___ Data for analysis
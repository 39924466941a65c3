pub mod items;
pub mod probability;

pub use items::{
    catalog, Item, ItemCatalog, ItemCategory, ItemEffect, FINDABLE_ITEM_IDS, GOLDEN_RAZZ_BERRY,
    GREAT_BALL, LUCKY_EGG, MASTER_BALL, NANAB_BERRY, POKE_BALL, POKE_COIN, POTION, RAZZ_BERRY,
    REVIVE, SHINY_CHARM, ULTRA_BALL,
};
pub use probability::{
    ball_modifier, berry_modifier, catch_chance, effective_shiny_probability, findable_weights,
    pick_item, CaptureDifficulty, WeightedItem,
};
______
Brief
Output the entries above in their entirety, exactly as written.

Task solution
repository 39924466941a65c3
pub mod items;
pub mod probability;

pub use items::{
    catalog, Item, ItemCatalog, ItemCategory, ItemEffect, FINDABLE_ITEM_IDS, GOLDEN_RAZZ_BERRY,
    GREAT_BALL, LUCKY_EGG, MASTER_BALL, NANAB_BERRY, POKE_BALL, POKE_COIN, POTION, RAZZ_BERRY,
    REVIVE, SHINY_CHARM, ULTRA_BALL,
};
pub use probability::{
    ball_modifier, berry_modifier, catch_chance, effective_shiny_probability, findable_weights,
    pick_item, CaptureDifficulty, WeightedItem,
};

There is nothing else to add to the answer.